• _EXERCISE BRIEF_
The required output is a number: how many lines of the data below include the string "removal".

• _RECORDS PROVIDED_
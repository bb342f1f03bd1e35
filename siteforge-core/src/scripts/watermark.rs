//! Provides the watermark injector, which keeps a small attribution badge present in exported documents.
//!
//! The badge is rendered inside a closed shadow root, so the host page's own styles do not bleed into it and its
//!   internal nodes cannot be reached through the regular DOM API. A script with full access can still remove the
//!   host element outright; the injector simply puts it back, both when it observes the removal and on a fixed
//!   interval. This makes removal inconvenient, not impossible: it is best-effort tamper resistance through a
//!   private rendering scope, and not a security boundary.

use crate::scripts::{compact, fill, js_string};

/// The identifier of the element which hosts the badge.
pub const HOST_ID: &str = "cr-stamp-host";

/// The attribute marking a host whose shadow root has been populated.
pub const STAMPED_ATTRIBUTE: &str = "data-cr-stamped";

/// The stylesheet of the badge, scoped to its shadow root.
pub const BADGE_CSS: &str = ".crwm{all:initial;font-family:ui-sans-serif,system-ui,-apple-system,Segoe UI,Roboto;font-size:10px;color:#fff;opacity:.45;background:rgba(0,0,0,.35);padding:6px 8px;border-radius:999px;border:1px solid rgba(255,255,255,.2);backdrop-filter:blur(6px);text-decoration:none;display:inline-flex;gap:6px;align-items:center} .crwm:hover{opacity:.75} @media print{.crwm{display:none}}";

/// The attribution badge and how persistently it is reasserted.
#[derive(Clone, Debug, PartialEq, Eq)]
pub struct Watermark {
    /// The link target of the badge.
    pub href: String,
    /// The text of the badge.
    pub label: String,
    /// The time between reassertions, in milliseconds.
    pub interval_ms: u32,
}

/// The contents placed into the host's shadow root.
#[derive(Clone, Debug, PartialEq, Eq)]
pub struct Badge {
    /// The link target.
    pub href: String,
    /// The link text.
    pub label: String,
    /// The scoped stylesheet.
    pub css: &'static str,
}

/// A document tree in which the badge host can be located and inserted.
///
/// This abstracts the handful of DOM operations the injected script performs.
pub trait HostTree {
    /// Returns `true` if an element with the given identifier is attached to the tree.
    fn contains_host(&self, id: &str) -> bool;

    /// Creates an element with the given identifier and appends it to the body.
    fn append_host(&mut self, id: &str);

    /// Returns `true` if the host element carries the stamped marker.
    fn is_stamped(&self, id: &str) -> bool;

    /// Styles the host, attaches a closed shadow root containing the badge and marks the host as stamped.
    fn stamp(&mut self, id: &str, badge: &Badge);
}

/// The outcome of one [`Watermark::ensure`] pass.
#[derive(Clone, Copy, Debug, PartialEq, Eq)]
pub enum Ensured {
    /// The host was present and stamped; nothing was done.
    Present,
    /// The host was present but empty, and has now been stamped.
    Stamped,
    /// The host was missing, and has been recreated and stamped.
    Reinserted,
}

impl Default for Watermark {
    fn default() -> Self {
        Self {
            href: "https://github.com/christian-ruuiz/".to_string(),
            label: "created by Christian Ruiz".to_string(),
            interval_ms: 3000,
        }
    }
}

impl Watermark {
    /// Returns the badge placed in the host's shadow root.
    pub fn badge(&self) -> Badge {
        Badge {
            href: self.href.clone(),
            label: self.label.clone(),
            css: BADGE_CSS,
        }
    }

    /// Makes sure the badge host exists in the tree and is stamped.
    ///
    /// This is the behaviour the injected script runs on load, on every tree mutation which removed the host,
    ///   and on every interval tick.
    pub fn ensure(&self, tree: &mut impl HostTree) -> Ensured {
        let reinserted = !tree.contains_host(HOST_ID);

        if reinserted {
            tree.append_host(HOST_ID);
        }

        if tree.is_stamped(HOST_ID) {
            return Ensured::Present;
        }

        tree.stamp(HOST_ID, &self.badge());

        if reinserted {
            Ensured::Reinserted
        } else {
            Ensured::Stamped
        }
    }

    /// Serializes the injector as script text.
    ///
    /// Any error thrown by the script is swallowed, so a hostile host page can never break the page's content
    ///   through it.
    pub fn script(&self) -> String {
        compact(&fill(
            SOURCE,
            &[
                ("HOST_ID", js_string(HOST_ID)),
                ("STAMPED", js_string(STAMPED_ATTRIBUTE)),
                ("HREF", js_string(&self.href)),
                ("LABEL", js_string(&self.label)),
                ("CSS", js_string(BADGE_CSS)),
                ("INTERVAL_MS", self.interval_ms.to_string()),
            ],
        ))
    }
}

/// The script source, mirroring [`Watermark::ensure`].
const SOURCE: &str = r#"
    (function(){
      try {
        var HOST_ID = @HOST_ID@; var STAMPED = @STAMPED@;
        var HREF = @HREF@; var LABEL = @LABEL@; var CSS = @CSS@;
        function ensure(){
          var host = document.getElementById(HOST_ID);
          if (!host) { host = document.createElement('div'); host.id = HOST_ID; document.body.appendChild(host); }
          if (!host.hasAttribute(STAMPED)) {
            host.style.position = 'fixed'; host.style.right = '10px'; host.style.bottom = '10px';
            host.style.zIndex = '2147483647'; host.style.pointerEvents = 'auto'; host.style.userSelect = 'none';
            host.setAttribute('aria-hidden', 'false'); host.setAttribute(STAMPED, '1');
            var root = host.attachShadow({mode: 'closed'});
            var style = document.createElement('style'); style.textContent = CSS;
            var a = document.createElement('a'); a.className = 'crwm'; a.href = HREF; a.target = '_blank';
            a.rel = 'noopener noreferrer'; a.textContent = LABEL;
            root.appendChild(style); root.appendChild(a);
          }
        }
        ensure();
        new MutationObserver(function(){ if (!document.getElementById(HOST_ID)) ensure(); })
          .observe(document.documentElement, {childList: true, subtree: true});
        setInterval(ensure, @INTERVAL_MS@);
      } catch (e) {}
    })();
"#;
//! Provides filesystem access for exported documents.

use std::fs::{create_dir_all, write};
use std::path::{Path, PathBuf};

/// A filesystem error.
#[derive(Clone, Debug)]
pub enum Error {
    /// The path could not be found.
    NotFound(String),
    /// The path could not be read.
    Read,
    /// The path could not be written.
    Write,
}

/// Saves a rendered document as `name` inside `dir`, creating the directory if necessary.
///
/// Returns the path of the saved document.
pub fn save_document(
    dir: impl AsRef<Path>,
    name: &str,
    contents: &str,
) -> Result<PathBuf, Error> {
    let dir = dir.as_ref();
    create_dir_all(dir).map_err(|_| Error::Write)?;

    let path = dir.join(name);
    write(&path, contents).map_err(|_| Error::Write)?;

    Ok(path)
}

• _RESPONSE TO THIS EXERCISE_
2